EXERCISE BRIEF: In the records, find every line with the word "self" and copy it out.

SOURCE MATERIAL:
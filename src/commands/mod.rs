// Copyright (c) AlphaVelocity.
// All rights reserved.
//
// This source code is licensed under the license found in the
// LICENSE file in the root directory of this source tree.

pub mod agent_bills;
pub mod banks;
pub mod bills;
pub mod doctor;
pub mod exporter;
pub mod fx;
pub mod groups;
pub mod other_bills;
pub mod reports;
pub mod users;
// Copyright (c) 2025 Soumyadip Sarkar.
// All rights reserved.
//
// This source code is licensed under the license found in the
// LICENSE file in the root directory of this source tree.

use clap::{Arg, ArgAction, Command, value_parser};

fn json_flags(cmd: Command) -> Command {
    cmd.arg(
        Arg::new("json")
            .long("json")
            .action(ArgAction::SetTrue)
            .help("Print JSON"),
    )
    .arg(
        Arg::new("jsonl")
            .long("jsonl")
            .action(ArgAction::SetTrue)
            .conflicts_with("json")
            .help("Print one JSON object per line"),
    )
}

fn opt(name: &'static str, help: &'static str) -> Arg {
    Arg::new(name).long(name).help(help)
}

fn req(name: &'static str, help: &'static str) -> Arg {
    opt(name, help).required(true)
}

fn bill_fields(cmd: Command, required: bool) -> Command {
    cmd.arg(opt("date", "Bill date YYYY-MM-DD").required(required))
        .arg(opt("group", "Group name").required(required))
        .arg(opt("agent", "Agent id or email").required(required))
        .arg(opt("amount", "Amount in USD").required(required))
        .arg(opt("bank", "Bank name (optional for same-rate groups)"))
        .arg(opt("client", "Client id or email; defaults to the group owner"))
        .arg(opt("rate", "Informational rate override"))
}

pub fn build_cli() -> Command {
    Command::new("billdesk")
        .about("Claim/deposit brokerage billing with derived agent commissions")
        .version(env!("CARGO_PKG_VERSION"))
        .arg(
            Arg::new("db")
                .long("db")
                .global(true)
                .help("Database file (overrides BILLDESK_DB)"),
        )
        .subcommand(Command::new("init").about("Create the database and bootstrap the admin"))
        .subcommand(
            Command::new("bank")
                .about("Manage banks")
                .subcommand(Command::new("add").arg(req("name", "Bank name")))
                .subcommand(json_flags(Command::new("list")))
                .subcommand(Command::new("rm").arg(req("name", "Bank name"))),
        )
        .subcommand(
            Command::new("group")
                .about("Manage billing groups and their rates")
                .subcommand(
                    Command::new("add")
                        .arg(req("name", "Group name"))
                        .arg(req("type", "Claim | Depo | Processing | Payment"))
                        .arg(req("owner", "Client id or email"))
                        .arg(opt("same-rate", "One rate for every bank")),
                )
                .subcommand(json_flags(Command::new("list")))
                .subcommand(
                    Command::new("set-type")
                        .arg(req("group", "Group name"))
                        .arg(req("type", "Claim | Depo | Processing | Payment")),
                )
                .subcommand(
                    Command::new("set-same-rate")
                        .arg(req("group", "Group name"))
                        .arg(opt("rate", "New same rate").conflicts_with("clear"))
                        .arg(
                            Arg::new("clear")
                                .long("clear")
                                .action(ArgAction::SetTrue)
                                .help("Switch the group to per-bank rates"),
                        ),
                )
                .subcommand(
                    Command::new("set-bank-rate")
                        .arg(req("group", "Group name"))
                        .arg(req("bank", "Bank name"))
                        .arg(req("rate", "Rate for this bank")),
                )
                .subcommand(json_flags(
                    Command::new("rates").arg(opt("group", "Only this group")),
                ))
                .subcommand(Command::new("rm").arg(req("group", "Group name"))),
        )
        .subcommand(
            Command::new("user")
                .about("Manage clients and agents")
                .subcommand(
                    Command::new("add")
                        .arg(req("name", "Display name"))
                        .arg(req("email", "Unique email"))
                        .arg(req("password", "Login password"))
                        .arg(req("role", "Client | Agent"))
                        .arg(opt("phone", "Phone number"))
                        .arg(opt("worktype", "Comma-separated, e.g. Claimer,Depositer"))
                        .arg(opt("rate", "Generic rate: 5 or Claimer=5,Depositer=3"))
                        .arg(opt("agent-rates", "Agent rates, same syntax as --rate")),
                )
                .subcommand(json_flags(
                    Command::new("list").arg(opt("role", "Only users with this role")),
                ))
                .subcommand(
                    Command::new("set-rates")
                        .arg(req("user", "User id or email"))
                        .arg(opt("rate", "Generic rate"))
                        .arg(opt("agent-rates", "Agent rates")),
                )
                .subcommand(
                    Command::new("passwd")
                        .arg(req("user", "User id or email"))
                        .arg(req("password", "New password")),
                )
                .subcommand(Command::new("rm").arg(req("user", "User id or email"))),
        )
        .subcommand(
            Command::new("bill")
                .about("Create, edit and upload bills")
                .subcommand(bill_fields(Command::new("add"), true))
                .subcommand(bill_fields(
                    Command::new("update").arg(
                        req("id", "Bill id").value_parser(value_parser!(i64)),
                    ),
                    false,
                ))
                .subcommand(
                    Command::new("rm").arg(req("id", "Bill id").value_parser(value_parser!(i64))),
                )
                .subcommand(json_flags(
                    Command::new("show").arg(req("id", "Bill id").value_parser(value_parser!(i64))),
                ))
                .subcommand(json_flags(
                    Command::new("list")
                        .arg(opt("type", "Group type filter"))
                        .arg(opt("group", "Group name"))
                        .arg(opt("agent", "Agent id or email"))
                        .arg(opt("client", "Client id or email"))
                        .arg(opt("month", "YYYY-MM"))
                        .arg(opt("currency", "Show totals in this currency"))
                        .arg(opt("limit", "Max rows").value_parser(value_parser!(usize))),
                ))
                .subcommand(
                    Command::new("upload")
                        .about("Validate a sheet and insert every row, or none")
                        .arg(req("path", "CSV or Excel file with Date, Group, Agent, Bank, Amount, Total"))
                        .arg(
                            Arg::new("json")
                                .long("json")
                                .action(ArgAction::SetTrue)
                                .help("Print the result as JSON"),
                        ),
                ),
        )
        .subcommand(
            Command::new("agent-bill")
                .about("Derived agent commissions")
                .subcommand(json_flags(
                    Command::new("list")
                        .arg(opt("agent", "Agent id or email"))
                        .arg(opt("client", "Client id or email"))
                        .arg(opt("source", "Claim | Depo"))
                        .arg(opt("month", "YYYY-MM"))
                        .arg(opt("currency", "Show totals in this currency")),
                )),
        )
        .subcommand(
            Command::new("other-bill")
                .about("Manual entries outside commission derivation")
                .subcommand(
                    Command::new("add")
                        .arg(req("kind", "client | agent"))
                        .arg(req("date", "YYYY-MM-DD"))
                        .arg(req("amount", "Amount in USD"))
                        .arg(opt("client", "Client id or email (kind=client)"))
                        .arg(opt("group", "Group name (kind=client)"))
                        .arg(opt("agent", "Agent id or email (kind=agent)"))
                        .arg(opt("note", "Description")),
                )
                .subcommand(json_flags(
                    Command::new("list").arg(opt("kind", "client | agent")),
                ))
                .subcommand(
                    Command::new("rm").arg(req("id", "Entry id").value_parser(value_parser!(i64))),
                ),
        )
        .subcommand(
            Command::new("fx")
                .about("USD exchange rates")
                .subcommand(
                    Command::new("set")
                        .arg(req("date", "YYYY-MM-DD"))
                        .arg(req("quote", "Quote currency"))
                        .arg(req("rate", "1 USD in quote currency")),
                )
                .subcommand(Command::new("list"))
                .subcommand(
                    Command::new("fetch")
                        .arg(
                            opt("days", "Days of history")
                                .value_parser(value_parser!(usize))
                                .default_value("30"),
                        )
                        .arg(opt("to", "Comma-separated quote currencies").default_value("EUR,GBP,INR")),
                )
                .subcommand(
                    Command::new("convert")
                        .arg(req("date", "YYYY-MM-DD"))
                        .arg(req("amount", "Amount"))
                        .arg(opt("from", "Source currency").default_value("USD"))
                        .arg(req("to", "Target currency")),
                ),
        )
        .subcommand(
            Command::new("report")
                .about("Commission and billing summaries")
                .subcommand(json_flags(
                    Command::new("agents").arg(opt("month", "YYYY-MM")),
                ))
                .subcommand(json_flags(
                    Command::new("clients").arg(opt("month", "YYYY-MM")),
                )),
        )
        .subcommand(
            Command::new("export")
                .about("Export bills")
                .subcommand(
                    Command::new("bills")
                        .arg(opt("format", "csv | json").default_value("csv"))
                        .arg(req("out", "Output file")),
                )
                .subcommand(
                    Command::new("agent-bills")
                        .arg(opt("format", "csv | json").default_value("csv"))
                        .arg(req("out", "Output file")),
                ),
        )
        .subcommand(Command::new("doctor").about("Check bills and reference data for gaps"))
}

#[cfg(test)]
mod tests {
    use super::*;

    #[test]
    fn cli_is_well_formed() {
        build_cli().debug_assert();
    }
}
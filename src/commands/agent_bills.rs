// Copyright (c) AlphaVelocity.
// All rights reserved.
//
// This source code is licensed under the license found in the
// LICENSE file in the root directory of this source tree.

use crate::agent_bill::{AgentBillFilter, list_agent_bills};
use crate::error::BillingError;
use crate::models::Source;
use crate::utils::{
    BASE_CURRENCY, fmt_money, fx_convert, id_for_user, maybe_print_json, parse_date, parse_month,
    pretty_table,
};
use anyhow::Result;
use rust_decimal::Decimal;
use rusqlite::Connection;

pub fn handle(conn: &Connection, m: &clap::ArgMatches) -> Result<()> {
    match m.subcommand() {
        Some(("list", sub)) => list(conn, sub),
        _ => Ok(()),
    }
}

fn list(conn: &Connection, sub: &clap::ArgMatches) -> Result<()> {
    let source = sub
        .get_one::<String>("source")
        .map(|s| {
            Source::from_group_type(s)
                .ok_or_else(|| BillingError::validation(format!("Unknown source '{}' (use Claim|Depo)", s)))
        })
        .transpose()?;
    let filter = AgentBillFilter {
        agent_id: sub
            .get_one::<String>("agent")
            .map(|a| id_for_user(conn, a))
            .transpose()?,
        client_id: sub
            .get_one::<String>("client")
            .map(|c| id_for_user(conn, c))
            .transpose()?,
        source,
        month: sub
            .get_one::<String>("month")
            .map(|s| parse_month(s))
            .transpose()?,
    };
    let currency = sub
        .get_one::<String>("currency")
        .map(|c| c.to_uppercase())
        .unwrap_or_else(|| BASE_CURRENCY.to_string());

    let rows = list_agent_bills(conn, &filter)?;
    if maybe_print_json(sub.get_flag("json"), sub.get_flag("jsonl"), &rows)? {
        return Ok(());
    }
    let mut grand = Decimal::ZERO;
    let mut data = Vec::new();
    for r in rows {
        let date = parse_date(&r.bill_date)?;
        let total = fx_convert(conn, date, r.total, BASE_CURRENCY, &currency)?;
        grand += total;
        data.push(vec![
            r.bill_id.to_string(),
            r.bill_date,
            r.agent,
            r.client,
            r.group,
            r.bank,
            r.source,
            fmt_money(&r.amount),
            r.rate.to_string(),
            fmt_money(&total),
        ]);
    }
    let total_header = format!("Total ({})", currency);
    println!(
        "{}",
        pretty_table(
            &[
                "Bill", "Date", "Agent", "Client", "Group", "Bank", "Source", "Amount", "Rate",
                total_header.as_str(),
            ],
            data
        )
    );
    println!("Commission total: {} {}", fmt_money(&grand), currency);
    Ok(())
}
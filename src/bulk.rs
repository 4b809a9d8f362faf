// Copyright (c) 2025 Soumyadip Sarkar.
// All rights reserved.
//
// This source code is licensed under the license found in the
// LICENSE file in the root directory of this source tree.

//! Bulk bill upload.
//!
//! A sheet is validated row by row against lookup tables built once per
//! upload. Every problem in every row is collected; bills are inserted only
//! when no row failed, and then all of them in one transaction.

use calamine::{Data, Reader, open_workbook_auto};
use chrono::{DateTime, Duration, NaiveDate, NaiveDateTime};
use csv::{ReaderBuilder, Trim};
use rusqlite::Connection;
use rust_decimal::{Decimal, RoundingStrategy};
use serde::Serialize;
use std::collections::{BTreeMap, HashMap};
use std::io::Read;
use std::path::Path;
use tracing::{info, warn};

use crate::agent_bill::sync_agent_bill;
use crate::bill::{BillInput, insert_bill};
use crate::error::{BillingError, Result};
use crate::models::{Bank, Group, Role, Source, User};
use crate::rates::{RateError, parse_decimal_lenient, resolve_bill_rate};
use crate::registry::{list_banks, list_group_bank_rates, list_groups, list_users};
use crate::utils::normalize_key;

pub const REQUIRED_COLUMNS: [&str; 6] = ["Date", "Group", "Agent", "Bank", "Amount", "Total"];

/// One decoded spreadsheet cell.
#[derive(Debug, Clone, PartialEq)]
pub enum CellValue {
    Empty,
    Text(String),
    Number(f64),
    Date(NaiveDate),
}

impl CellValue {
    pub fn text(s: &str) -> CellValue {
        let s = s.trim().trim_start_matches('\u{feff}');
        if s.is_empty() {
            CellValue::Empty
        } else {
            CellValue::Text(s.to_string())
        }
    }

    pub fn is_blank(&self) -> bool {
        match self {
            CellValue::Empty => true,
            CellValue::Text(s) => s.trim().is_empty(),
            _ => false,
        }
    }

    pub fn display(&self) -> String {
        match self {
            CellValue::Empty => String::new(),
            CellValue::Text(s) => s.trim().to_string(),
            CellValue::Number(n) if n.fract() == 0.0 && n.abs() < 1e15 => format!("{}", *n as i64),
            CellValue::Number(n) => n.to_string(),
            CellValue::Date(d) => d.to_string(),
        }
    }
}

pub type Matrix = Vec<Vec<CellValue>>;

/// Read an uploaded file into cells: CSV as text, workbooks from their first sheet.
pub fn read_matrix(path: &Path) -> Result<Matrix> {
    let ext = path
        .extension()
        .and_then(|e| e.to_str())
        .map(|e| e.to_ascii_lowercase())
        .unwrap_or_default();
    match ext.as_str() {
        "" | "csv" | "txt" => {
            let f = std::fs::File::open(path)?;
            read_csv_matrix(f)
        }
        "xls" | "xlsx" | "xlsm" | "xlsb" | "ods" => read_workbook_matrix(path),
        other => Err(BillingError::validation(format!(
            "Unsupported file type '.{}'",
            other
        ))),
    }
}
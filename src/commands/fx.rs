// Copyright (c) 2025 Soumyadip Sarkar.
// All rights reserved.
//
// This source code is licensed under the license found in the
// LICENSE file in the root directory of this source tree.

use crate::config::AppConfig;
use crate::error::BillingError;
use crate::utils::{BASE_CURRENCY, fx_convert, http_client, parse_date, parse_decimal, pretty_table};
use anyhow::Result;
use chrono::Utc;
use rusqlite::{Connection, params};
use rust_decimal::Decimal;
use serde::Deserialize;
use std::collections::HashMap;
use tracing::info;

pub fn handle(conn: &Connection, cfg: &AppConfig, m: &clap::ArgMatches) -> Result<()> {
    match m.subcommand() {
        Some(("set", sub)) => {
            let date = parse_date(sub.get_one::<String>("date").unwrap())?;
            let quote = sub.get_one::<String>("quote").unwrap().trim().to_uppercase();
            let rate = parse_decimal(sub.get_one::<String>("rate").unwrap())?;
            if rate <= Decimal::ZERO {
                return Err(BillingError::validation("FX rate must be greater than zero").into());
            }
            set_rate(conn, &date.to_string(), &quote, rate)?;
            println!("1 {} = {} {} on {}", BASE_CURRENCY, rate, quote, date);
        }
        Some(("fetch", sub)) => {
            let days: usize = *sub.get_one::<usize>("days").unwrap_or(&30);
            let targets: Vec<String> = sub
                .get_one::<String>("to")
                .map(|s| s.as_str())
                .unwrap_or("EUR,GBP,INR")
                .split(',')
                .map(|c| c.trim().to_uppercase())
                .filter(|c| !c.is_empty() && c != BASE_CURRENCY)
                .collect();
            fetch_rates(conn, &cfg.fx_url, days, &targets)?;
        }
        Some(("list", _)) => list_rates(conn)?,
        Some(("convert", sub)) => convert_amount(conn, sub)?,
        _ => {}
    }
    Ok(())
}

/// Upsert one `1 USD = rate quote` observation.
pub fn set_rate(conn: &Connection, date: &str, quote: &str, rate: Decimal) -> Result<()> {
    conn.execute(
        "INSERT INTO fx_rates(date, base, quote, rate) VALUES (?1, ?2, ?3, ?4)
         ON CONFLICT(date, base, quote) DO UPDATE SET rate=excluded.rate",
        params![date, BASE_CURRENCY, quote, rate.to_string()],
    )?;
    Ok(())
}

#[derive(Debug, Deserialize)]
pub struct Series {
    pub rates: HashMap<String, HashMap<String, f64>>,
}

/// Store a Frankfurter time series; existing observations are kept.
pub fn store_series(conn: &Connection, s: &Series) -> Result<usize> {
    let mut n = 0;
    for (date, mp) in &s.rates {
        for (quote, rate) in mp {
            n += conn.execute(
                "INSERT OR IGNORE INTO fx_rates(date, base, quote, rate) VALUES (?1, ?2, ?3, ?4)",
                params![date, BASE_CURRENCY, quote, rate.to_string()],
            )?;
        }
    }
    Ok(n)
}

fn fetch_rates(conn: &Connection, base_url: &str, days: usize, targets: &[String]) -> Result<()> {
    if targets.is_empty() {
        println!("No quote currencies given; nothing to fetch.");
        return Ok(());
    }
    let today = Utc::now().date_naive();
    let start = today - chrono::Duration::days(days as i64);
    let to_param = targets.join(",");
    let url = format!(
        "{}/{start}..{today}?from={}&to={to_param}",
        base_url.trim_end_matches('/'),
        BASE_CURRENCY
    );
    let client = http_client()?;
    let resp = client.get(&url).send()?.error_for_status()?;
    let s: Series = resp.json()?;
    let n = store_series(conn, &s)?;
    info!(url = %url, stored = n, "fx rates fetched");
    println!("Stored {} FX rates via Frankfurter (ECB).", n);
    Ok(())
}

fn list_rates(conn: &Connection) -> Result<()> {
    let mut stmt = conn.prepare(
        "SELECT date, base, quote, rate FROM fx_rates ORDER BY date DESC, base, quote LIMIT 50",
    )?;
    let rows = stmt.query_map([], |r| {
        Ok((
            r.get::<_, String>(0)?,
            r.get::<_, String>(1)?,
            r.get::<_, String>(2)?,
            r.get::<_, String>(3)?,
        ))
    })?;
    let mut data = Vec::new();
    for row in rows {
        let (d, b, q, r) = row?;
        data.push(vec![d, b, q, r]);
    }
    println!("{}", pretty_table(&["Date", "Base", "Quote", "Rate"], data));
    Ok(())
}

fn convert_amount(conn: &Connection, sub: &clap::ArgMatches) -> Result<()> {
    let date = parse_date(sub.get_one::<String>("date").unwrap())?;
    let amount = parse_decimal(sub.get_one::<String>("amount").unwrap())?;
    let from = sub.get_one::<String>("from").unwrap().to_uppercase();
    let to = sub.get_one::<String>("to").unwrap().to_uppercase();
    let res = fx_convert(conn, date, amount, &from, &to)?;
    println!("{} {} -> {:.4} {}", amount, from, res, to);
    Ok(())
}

RESULT OF THIS TASK:
    pub fn is_blank(&self) -> bool {
        match self {
    pub fn display(&self) -> String {
        match self {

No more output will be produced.